I've decided to extend our "Festival of Great Moments in Sitcom Humor" a few more days so this is not the end of it. Today's clip is from one of the funniest half-hours ever done for TV, and you really need to see the whole half-hour. It's available on this DVD which I highly recommend.

It's an episode of a show known at various times as You'll Never Get Rich, The Phil Silvers Show and Sgt. Bilko. By any name, it was Phil Silvers giving a glorious performance as M/Sgt. Ernest T. Bilko, flim-flamming all who could be flim-flammed. This installment was called either (depending on what you read) "The Court-Martial" or "The Trial of Harry Speakup" or "The Case of Harry Speakup" or "The Court-Martial of Harry Speakup." I've seen it every which way. It first aired on March 6, 1956 and the writing was credited to Nat Hiken (creator of the series and its main director and head writer), Arnie Rosen and Coleman Jacoby. I actually worked with Arnie Rosen on one of my first TV writing jobs and was somehow then unaware that he'd worked on Sgt. Bilko. Wish I'd known because I'd have asked him about it. Then again, he was more interested in pressing matters like writing the show we were doing and having me fired.

The premise of the episode is that Bilko's Army Base is trying out some new techniques to speed up the process by which new inductees receive their physicals, take their written tests and get sworn in as soldiers. Via a plot twist you'll learn about when you see the whole show, a chimpanzee gets into the assembly line and before anyone notices, he is inducted. He also somehow gets a name. When someone tells him to "Hurry! Speak up!", another person thinks the recruit has said his name is Harry Speakup.

This will be humiliating to the officers if it isn't hushed up fast. The trouble is that due to red tape, the only way to get rid of the Harry Speakup problem is to court-martial the chimp and throw him out of the Army. Bilko is appointed to serve as Private Speakup's counsel in the trial that you're about to see.

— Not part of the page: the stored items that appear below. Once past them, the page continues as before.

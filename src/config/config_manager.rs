use super::Settings;
use anyhow::{Context, Result};
use std::fs;
use std::path::{Path, PathBuf};

const CONFIG_DIR_NAME: &str = "radctl";
const CONFIG_FILE_NAME: &str = "config.toml";
pub const CONFIG_PATH_ENV: &str = "RADCTL_CONFIG";

pub fn get_home_dir() -> Result<PathBuf> {
    std::env::var("HOME")
        .map(PathBuf::from)
        .with_context(|| "Could not determine home directory")
}

pub fn get_config_dir() -> Result<PathBuf> {
    let home = get_home_dir()?;
    Ok(home.join(".config").join(CONFIG_DIR_NAME))
}

/// Resolve the settings file: explicit flag, then $RADCTL_CONFIG, then ~/.config/radctl
pub fn get_config_file_path(explicit: Option<&Path>) -> Result<PathBuf> {
    if let Some(path) = explicit {
        return Ok(path.to_path_buf());
    }
    if let Ok(path) = std::env::var(CONFIG_PATH_ENV) {
        if !path.trim().is_empty() {
            return Ok(PathBuf::from(path));
        }
    }
    Ok(get_config_dir()?.join(CONFIG_FILE_NAME))
}

/// Load the settings file; a missing file yields defaults
pub fn load_settings_file(path: &Path) -> Result<Settings> {
    if !path.exists() {
        return Ok(Settings::default());
    }

    let content = fs::read_to_string(path)
        .with_context(|| format!("Failed to read config file: {}", path.display()))?;

    let settings: Settings = toml::from_str(&content)
        .with_context(|| format!("Failed to parse config file: {}", path.display()))?;

    Ok(settings)
}

/// Write the settings file with owner-only permissions (it holds the DB password)
pub fn save_settings_file(path: &Path, settings: &Settings) -> Result<()> {
    if let Some(parent) = path.parent() {
        fs::create_dir_all(parent).with_context(|| {
            format!("Failed to create config directory: {}", parent.display())
        })?;
    }

    let content = toml::to_string_pretty(settings).context("Failed to serialize config")?;
    fs::write(path, content)
        .with_context(|| format!("Failed to write config file: {}", path.display()))?;

    #[cfg(unix)]
    {
        use std::os::unix::fs::PermissionsExt;
        fs::set_permissions(path, fs::Permissions::from_mode(0o600))
            .with_context(|| format!("Failed to set permissions for: {}", path.display()))?;
    }

    Ok(())
}
//! Backup archives of the FreeRADIUS configuration and the RADIUS database
//!
//! Layout of `radius-backup-YYYYmmdd_HHMMSS.tar.gz`:
//!
//! ```text
//! manifest.json
//! database.sql      (absent with --no-database)
//! config/...        (the FreeRADIUS tree, symlinks kept as links)
//! ```

use crate::services::freeradius::ConfigLayout;
use crate::services::postgres::Psql;
use crate::services::systemd::Service;
use anyhow::{Context, Result};
use flate2::Compression;
use flate2::read::GzDecoder;
use flate2::write::GzEncoder;
use serde::{Deserialize, Serialize};
use std::fs::{self, File};
use std::io::{self, Write};
use std::path::{Component, Path, PathBuf};
use std::time::SystemTime;
use tar::{Archive, Builder, Header};

pub const ARCHIVE_PREFIX: &str = "radius-backup-";
pub const ARCHIVE_SUFFIX: &str = ".tar.gz";
pub const MANIFEST_FILE: &str = "manifest.json";
pub const DUMP_FILE: &str = "database.sql";
pub const CONFIG_ENTRY: &str = "config";

#[derive(Debug, Clone, PartialEq, Eq, Serialize, Deserialize)]
pub struct BackupManifest {
    pub created_at: String,
    pub radctl_version: String,
    pub host: String,
    /// Where the configuration tree lived when the backup was taken
    pub config_dir: PathBuf,
    /// Database name when a dump is included
    pub database: Option<String>,
}

#[derive(Debug, Clone, PartialEq, Eq)]
pub struct BackupEntry {
    pub path: PathBuf,
    pub size: u64,
}

impl BackupEntry {
    pub fn file_name(&self) -> String {
        self.path
            .file_name()
            .map(|n| n.to_string_lossy().to_string())
            .unwrap_or_default()
    }
}

fn timestamp() -> String {
    let datetime = chrono::DateTime::<chrono::Utc>::from(SystemTime::now());
    datetime.format("%Y%m%d_%H%M%S").to_string()
}

pub fn archive_name(timestamp: &str) -> String {
    format!("{}{}{}", ARCHIVE_PREFIX, timestamp, ARCHIVE_SUFFIX)
}

/// A path in the backup directory that does not exist yet. Same-second
/// archives get a zero-padded counter so names keep sorting by age.
fn next_archive_path(backup_dir: &Path, stamp: &str) -> PathBuf {
    let mut path = backup_dir.join(archive_name(stamp));
    let mut n = 1;
    while path.exists() {
        path = backup_dir.join(archive_name(&format!("{}_{:03}", stamp, n)));
        n += 1;
    }
    path
}

fn ensure_backup_dir(backup_dir: &Path) -> Result<()> {
    fs::create_dir_all(backup_dir)
        .with_context(|| format!("Failed to create backup directory {}", backup_dir.display()))?;
    #[cfg(unix)]
    {
        use std::os::unix::fs::PermissionsExt;
        fs::set_permissions(backup_dir, fs::Permissions::from_mode(0o700)).with_context(|| {
            format!("Failed to set permissions for: {}", backup_dir.display())
        })?;
    }
    Ok(())
}

fn append_bytes<W: Write>(builder: &mut Builder<W>, name: &str, data: &[u8]) -> Result<()> {
    let mut header = Header::new_gnu();
    header.set_size(data.len() as u64);
    header.set_mode(0o600);
    header.set_mtime(
        SystemTime::now()
            .duration_since(SystemTime::UNIX_EPOCH)
            .map(|d| d.as_secs())
            .unwrap_or(0),
    );
    header.set_cksum();
    builder
        .append_data(&mut header, name, data)
        .with_context(|| format!("Failed to add {} to archive", name))
}

/// Write a new archive into `backup_dir`. With `psql` set, the database is
/// dumped into it as well. Returns the archive path.
pub fn create(layout: &ConfigLayout, psql: Option<&Psql>, backup_dir: &Path) -> Result<PathBuf> {
    ensure_backup_dir(backup_dir)?;

    // Dump before touching the filesystem so a failing pg_dump leaves nothing behind
    let dump = match psql {
        Some(psql) => Some(psql.dump().context("Database dump failed")?),
        None => None,
    };

    let path = next_archive_path(backup_dir, &timestamp());
    let file =
        File::create(&path).with_context(|| format!("Failed to create {}", path.display()))?;
    #[cfg(unix)]
    {
        use std::os::unix::fs::PermissionsExt;
        fs::set_permissions(&path, fs::Permissions::from_mode(0o600))
            .with_context(|| format!("Failed to set permissions for: {}", path.display()))?;
    }

    let encoder = GzEncoder::new(file, Compression::default());
    let mut builder = Builder::new(encoder);
    builder.follow_symlinks(false);

    let manifest = BackupManifest {
        created_at: chrono::Utc::now().to_rfc3339(),
        radctl_version: env!("CARGO_PKG_VERSION").to_string(),
        host: whoami::devicename(),
        config_dir: layout.root.clone(),
        database: psql.map(|p| p.db.name.clone()),
    };
    append_bytes(
        &mut builder,
        MANIFEST_FILE,
        serde_json::to_string_pretty(&manifest)?.as_bytes(),
    )?;

    if let Some(dump) = &dump {
        append_bytes(&mut builder, DUMP_FILE, dump)?;
    }

    builder
        .append_dir_all(CONFIG_ENTRY, &layout.root)
        .with_context(|| format!("Failed to archive {}", layout.root.display()))?;

    let encoder = builder.into_inner().context("Failed to finish archive")?;
    encoder.finish().context("Failed to finish compression")?;

    tracing::info!(archive = %path.display(), database = dump.is_some(), "backup created");
    Ok(path)
}

/// Archives in `backup_dir`, newest first
pub fn list(backup_dir: &Path) -> Result<Vec<BackupEntry>> {
    if !backup_dir.exists() {
        return Ok(Vec::new());
    }
    let pattern = backup_dir.join(format!("{}*{}", ARCHIVE_PREFIX, ARCHIVE_SUFFIX));
    let pattern = pattern.to_string_lossy();

    let mut entries = Vec::new();
    for path in glob::glob(&pattern).context("Invalid backup directory pattern")? {
        let path = path.context("Failed to read backup directory")?;
        let size = fs::metadata(&path)
            .with_context(|| format!("Failed to stat {}", path.display()))?
            .len();
        entries.push(BackupEntry { path, size });
    }
    // Timestamped names sort chronologically
    entries.sort_by(|a, b| b.file_name().cmp(&a.file_name()));
    Ok(entries)
}

pub fn latest(backup_dir: &Path) -> Result<Option<PathBuf>> {
    Ok(list(backup_dir)?.into_iter().next().map(|e| e.path))
}

/// Delete all but the newest `keep` archives. Returns the deleted paths.
pub fn prune(backup_dir: &Path, keep: usize) -> Result<Vec<PathBuf>> {
    let mut removed = Vec::new();
    for entry in list(backup_dir)?.into_iter().skip(keep) {
        fs::remove_file(&entry.path)
            .with_context(|| format!("Failed to delete {}", entry.path.display()))?;
        tracing::info!(archive = %entry.path.display(), "pruned backup");
        removed.push(entry.path);
    }
    Ok(removed)
}

/// Reject entries that would land outside the extraction directory
pub fn validate_entry_path(path: &Path) -> Result<()> {
    for component in path.components() {
        match component {
            Component::Normal(_) | Component::CurDir => {}
            Component::ParentDir => {
                anyhow::bail!("Archive entry '{}' contains '..'", path.display())
            }
            Component::RootDir | Component::Prefix(_) => {
                anyhow::bail!("Archive entry '{}' is an absolute path", path.display())
            }
        }
    }
    Ok(())
}

/// Unpack an archive into `dest` after checking every entry path.
/// Returns the manifest.
pub fn extract(archive: &Path, dest: &Path) -> Result<BackupManifest> {
    let open = || -> Result<Archive<GzDecoder<File>>> {
        let file =
            File::open(archive).with_context(|| format!("Failed to open {}", archive.display()))?;
        Ok(Archive::new(GzDecoder::new(file)))
    };

    // First pass validates; nothing is written if any entry is unsafe
    let mut reader = open()?;
    for entry in reader.entries().context("Failed to read archive")? {
        let entry = entry.context("Corrupt archive entry")?;
        validate_entry_path(&entry.path().context("Invalid entry path")?)?;
    }

    let mut reader = open()?;
    reader.set_preserve_permissions(true);
    reader.set_preserve_ownerships(true);
    reader
        .unpack(dest)
        .with_context(|| format!("Failed to extract {}", archive.display()))?;

    let manifest_path = dest.join(MANIFEST_FILE);
    let manifest = fs::read_to_string(&manifest_path)
        .with_context(|| format!("{} has no {}", archive.display(), MANIFEST_FILE))?;
    serde_json::from_str(&manifest).context("Invalid backup manifest")
}

fn confirm(prompt: &str) -> Result<bool> {
    print!("{} [y/N]: ", prompt);
    io::stdout().flush()?;
    let mut input = String::new();
    io::stdin().read_line(&mut input)?;
    Ok(input.trim().eq_ignore_ascii_case("y"))
}

#[derive(Debug, Clone)]
pub struct RestoreOptions {
    /// Skip the confirmation prompt
    pub yes: bool,
    /// Take a backup of the current state first
    pub safety_backup: bool,
    pub restore_database: bool,
}

impl Default for RestoreOptions {
    fn default() -> Self {
        Self {
            yes: false,
            safety_backup: true,
            restore_database: true,
        }
    }
}

fn sibling(path: &Path, suffix: &str) -> PathBuf {
    let name = path
        .file_name()
        .map(|n| n.to_string_lossy().to_string())
        .unwrap_or_default();
    path.with_file_name(format!("{}.{}", name, suffix))
}

/// Swap the configuration directory for the extracted tree
fn replace_config_dir(extracted: &Path, target: &Path) -> Result<()> {
    let old = sibling(target, "radctl-old");
    if old.exists() {
        fs::remove_dir_all(&old).with_context(|| format!("Failed to remove {}", old.display()))?;
    }
    if target.exists() {
        fs::rename(target, &old)
            .with_context(|| format!("Failed to move {} aside", target.display()))?;
    }
    if let Err(e) = fs::rename(extracted, target) {
        // Put the previous tree back before failing
        if old.exists() {
            let _ = fs::rename(&old, target);
        }
        return Err(e).with_context(|| format!("Failed to restore {}", target.display()));
    }
    if old.exists() {
        fs::remove_dir_all(&old).with_context(|| format!("Failed to remove {}", old.display()))?;
    }
    Ok(())
}

/// Restore configuration and database from an archive
pub fn restore(
    layout: &ConfigLayout,
    service: &Service,
    psql: Option<&Psql>,
    backup_dir: &Path,
    archive: &Path,
    opts: &RestoreOptions,
) -> Result<()> {
    if !archive.is_file() {
        anyhow::bail!("Backup archive not found: {}", archive.display());
    }

    // Extract next to the config dir so the final swap is a rename
    let parent = layout
        .root
        .parent()
        .with_context(|| format!("{} has no parent directory", layout.root.display()))?;
    let staging = tempfile::Builder::new()
        .prefix(".radctl-restore-")
        .tempdir_in(parent)
        .with_context(|| format!("Failed to create staging directory in {}", parent.display()))?;

    println!("Reading {}...", archive.display());
    let manifest = extract(archive, staging.path())?;
    let dump = staging.path().join(DUMP_FILE);
    let has_dump = dump.is_file();

    println!("  Created:  {}", manifest.created_at);
    println!("  Host:     {}", manifest.host);
    println!("  Config:   {}", manifest.config_dir.display());
    println!(
        "  Database: {}",
        manifest.database.as_deref().unwrap_or("(not included)")
    );
    println!();

    if !opts.yes
        && !confirm(&format!(
            "This will replace {} and the RADIUS database. Continue?",
            layout.root.display()
        ))?
    {
        println!("Aborted.");
        return Ok(());
    }

    if opts.safety_backup {
        let safety = create(layout, psql, backup_dir).context("Safety backup failed")?;
        println!("✓ Safety backup: {}", safety.display());
    }

    if let Err(e) = service.stop() {
        tracing::warn!(error = %e, "failed to stop FreeRADIUS before restore");
        println!("⚠ Could not stop {}: {}", service.unit, e);
    }

    replace_config_dir(&staging.path().join(CONFIG_ENTRY), &layout.root)?;
    println!("✓ Configuration restored to {}", layout.root.display());

    match (psql, has_dump && opts.restore_database) {
        (Some(psql), true) => {
            psql.drop_database()?;
            psql.ensure_database()?;
            psql.restore_dump(&dump)
                .context("Failed to load database dump (the safety backup has the previous state)")?;
            println!("✓ Database '{}' restored", psql.db.name);
        }
        (None, true) => println!("⚠ Database dump present but no database connection; skipped"),
        _ => println!("  Database not restored"),
    }

    service.start()?;
    if service.wait_active()? {
        println!("✓ {} is running", service.unit);
    } else {
        println!(
            "⚠ {} did not come up. Check: journalctl -u {} -n 50",
            service.unit, service.unit
        );
    }

    tracing::info!(archive = %archive.display(), "restore complete");
    Ok(())
}
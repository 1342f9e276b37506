// radctl library
// Services hold the logic; commands only orchestrate and print

mod cli_types;
mod commands;
pub mod config;
pub mod services;
pub mod utils;

pub use cli_types::{ClientCommands, Commands, ConfigCommands, UserCommands};
pub use commands::handle_command;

One of the many interesting things about the Bilko program was that even though it was done on film, they tried to treat it as much as possible like a live performance. They barely stopped filming between scenes and often, if someone bobbled a line or things went wrong, they left it in. There are a number of instances when actors — most notably Paul Ford, who was otherwise so good as Colonel Hall — forgot important lines and someone else — usually Silvers, who had a fast mind and a great memory — would ad-lib around the problem. Silvers often improvised during the show and he had to ad-lib a lot in this scene because the trained chimp didn't always do what he was supposed to. At one point, Mr. Speakup ran over to grab a prop telephone and Phil came up with a terrific explanation right on the spot. (His quick wit caused a few of the actors to almost break up. At several points in the scene, you can see some of them trying to stifle or hide laughter. Especially watch the kid at left playing a guard.)

If you're interested in understanding how much the actors ad-libbed and paraphrased, we have a link for you. Many of the scripts, including this one, were published in paperback form in 1957. One website has scanned the relevant pages of that paperback and posted them here. You'll need something that can read an Adobe PDF file but you probably have just such a program on your computer already.